3. For patients with cirrhosis, examinations should be performed every 3 months.

4. Control other risk factors in the environment, including not eating moldy food contaminated by aflatoxin, not drinking polluted water such as stagnant water in ditches and ponds, etc.

Liver cancer is a very easy disease to diagnose. Even a 5 mm tumor can be diagnosed by MRI and enhanced CT. Therefore, people with high risk factors for liver cancer should undergo regular checkups, which is the main way to detect early liver cancer. Patients with simple hepatitis B and hepatitis C who have not developed cirrhosis or liver fibrosis should undergo ultrasound examinations and alpha-fetoprotein tests every 6 months. If there are already signs of cirrhosis, the above examinations should be performed every 3 months.

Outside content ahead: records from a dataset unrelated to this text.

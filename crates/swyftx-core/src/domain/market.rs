//! 정규화된 마켓 레코드.
//!
//! 거래소 자산 목록의 항목 하나가 마켓 하나로 정규화됩니다.
//! 호가 자산은 항상 거래소의 단일 결제 통화(AUD)입니다.

use crate::types::{Price, Symbol};
use rust_decimal::Decimal;
use rust_decimal_macros::dec;
use serde::{Deserialize, Serialize};

/// 마켓의 메이커/테이커 수수료 스케줄.
#[derive(Debug, Clone, Copy, PartialEq, Eq, Serialize, Deserialize)]
pub struct FeeSchedule {
    /// 메이커 수수료율 (0.006 = 0.6%)
    pub maker: Decimal,
    /// 테이커 수수료율
    pub taker: Decimal,
}

impl FeeSchedule {
    /// 새 수수료 스케줄을 생성합니다.
    pub fn new(maker: Decimal, taker: Decimal) -> Self {
        Self { maker, taker }
    }
}

impl Default for FeeSchedule {
    /// 거래소 기본 수수료 (메이커/테이커 모두 0.6%).
    fn default() -> Self {
        Self {
            maker: dec!(0.006),
            taker: dec!(0.006),
        }
    }
}

/// 거래 가능한 마켓의 정규화 레코드.
#[derive(Debug, Clone, PartialEq, Eq, Serialize, Deserialize)]
pub struct Market {
    /// 거래소별 자산 식별자 (주문 요청의 secondary 필드에 사용)
    pub exchange_id: String,
    /// 표준 심볼 (BASE/AUD)
    pub symbol: Symbol,
    /// 가격 소수 자릿수
    pub price_precision: u32,
    /// 수량 소수 자릿수 (최소 주문 단위에서 유도)
    pub amount_precision: u32,
    /// 최소 주문 단위
    pub min_order_increment: Price,
    /// 수수료 스케줄
    pub fees: FeeSchedule,
    /// 거래 가능 여부
    pub active: bool,
}

impl Market {
    /// 기준 자산 코드를 반환합니다.
    pub fn base(&self) -> &str {
        &self.symbol.base
    }

    /// 호가 자산 코드를 반환합니다.
    pub fn quote(&self) -> &str {
        &self.symbol.quote
    }
}

#[cfg(test)]
mod tests {
    use super::*;

    #[test]
    fn test_default_fee_schedule() {
        let fees = FeeSchedule::default();
        assert_eq!(fees.maker, dec!(0.006));
        assert_eq!(fees.taker, dec!(0.006));
    }

    #[test]
    fn test_market_accessors() {
        let market = Market {
            exchange_id: "3".to_string(),
            symbol: Symbol::aud("BTC"),
            price_precision: 2,
            amount_precision: 8,
            min_order_increment: dec!(0.00000001),
            fees: FeeSchedule::default(),
            active: true,
        };

        assert_eq!(market.base(), "BTC");
        assert_eq!(market.quote(), "AUD");
    }
}
//! 커넥터 전반에서 사용되는 공통 타입.

mod decimal;
mod symbol;
mod timeframe;

pub use decimal::*;
pub use symbol::*;
pub use timeframe::*;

People with a family history of liver cancer, long-term alcoholism or liver cirrhosis due to various reasons, or severe fatty liver should undergo ultrasound examination and alpha-fetoprotein test every 3 to 6 months. These examinations are the most important way to detect early liver cancer and are also important measures to improve the 5-year cure rate.

Early liver cancer is generally cured by treatment. Curable liver cancer generally refers to isolated tumors, not multiple tumors. Isolated tumors can be cured by surgery or ablation, including microwave ablation, radiofrequency ablation, cryoablation, and anhydrous alcohol injection. Especially for tumors smaller than 3 cm, the 5-year survival rate can reach 70%~80% internationally.